On November 7, 2012, Monitronics borrowed the full amount of the incremental term loan. Monitronics used such borrowings to repay indebtedness, including revolving credit loans, incurred in connection with the purchase of approximately 93,000 subscriber accounts from Pinnacle Security, to finance fees and expenses related to the Amendment and related transactions, and for ongoing working capital and other general corporate purposes.
The term loans bear annual interest at LIBOR plus 4.25%, subject to a LIBOR floor of 1.25%. The term loans mature on March 23, 2018 and require principal installments at the end of each calendar quarter in an amount equal to 0.25% of the initial aggregate principal amount of each term loan.
The terms of the Amendment include customary representations and warranties of Monitronics.
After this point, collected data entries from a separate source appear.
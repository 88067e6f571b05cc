//! Content pipeline: URL in, media artifacts out.
//!
//! Seven sequential stages — fetch, extract, generate script, persist,
//! audio, images, video. Each stage suspends at its I/O boundary and
//! reports a fixed checkpoint; there is no retry, no rollback of partial
//! artifacts, and no per-stage timeout.

use std::path::{Path, PathBuf};

use anyhow::{Context, Result};
use async_trait::async_trait;
use chrono::{DateTime, SecondsFormat, Utc};
use mulmo_cli::MulmoCli;
use tracing::{info, warn};

use crate::config::Config;
use crate::kernel::jobs::{GenerationResult, JobSpec};
use crate::kernel::openai::{ChatRequest, OpenAIClient};
use crate::kernel::scraper::PageScraper;
use crate::kernel::script::{self, MulmoScript};
use crate::kernel::SCRIPT_MODEL;

/// Stage-boundary checkpoint sink.
///
/// The job runner backs this with the registry and the progress hub; the
/// one-shot CLI just logs.
#[async_trait]
pub trait Progress: Send + Sync {
    async fn checkpoint(&self, progress: u8, message: &str);
}

/// Logging-only reporter for contexts without a job record.
pub struct LogProgress;

#[async_trait]
impl Progress for LogProgress {
    async fn checkpoint(&self, progress: u8, message: &str) {
        info!(progress, "{message}");
    }
}

/// The pipeline behind a trait so the HTTP layer and runner can be tested
/// without network access or the external tool.
#[async_trait]
pub trait ContentGenerator: Send + Sync {
    async fn generate(&self, spec: &JobSpec, progress: &dyn Progress)
        -> Result<GenerationResult>;
}

/// Production pipeline: scraper + OpenAI + the external mulmo tool.
pub struct MulmoPipeline {
    scraper: PageScraper,
    openai: OpenAIClient,
    mulmo: MulmoCli,
    output_dir: PathBuf,
}

impl MulmoPipeline {
    pub fn new(
        scraper: PageScraper,
        openai: OpenAIClient,
        mulmo: MulmoCli,
        output_dir: PathBuf,
    ) -> Self {
        Self {
            scraper,
            openai,
            mulmo,
            output_dir,
        }
    }

    pub fn from_config(config: &Config) -> Result<Self> {
        Ok(Self::new(
            PageScraper::new()?,
            OpenAIClient::new(config.openai_api_key.clone()),
            MulmoCli::new(config.mulmo_bin.clone()).with_bgm_path(config.bgm_path.clone()),
            config.output_dir.clone(),
        ))
    }

    async fn save_script(&self, script: &MulmoScript, timestamp: &str) -> Result<PathBuf> {
        let path = self.output_dir.join(format!("script_{timestamp}.json"));
        let json = serde_json::to_string_pretty(script).context("failed to serialize script")?;

        tokio::fs::create_dir_all(&self.output_dir)
            .await
            .with_context(|| format!("failed to create {}", self.output_dir.display()))?;
        tokio::fs::write(&path, json)
            .await
            .with_context(|| format!("failed to write {}", path.display()))?;

        info!(path = %path.display(), "script saved");
        Ok(path)
    }
}

#[async_trait]
impl ContentGenerator for MulmoPipeline {
    async fn generate(
        &self,
        spec: &JobSpec,
        progress: &dyn Progress,
    ) -> Result<GenerationResult> {
        progress.checkpoint(10, "Fetching content from URL").await;
        let html = self.scraper.fetch(&spec.url).await?;

        progress.checkpoint(20, "Extracting page text").await;
        let page = PageScraper::extract(&spec.url, &html);
        if page.text.len() < 100 {
            warn!(url = %spec.url, "page has minimal content");
        }

        progress.checkpoint(30, "Generating MulmoScript").await;
        let prompt = script::build_prompt(&page.text, &spec.style);
        let raw = self
            .openai
            .chat_completion(ChatRequest::json(SCRIPT_MODEL, script::SYSTEM_PROMPT, prompt))
            .await
            .context("script generation failed")?;
        let script = script::parse_script(&raw)?;

        progress.checkpoint(40, "Saving MulmoScript").await;
        let timestamp = file_timestamp(Utc::now());
        let script_path = self.save_script(&script, &timestamp).await?;

        progress.checkpoint(50, "Generating audio").await;
        self.mulmo
            .audio(&script_path)
            .await
            .context("audio generation failed")?;
        progress.checkpoint(60, "Audio generation complete").await;

        progress.checkpoint(70, "Generating images").await;
        self.mulmo
            .images(&script_path)
            .await
            .context("image generation failed")?;
        progress.checkpoint(80, "Image generation complete").await;

        progress.checkpoint(90, "Generating video").await;
        let subtitle_lang = spec.subtitles.then(|| script.lang.as_str());
        self.mulmo
            .movie(&script_path, subtitle_lang)
            .await
            .context("video generation failed")?;
        progress.checkpoint(95, "Video generation complete").await;

        Ok(GenerationResult {
            script_path: script_path.display().to_string(),
            output_dir: self.output_dir.display().to_string(),
            timestamp,
        })
    }
}

/// Timestamp embedded in output filenames: RFC 3339 with `:` and `.`
/// replaced so it is filesystem-safe on every platform.
pub fn file_timestamp(now: DateTime<Utc>) -> String {
    now.to_rfc3339_opts(SecondsFormat::Millis, true)
        .replace([':', '.'], "-")
}

/// Script filename for a given timestamp, shared with the files endpoint.
pub fn script_filename(timestamp: &str) -> String {
    format!("script_{timestamp}.json")
}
The Amendment also provides for changes to certain negative covenants contained in the Credit Agreement, and provides that Monitronics must maintain a consolidated senior secured leverage credit ratio of no more than 3.25 to 1.00 through June 30, 2015 and no more than 3.00 to 1.00 thereafter.
The Credit Agreement remains in full force and effect and the Amendment only
modifies the Credit Agreement as specifically described in the text of the
Amendment. The foregoing description of the Amendment does not purport to be
complete and is qualified in its entirety by reference to the full text of
(i) the Credit Agreement, which is filed as Exhibit 4.2 to the Company's
Form 10-Q filed on May 9, 2012 and (ii) the Amendment, which will be filed by
the Company with its Annual Report on Form 10-K for the year ended December 31,
2012.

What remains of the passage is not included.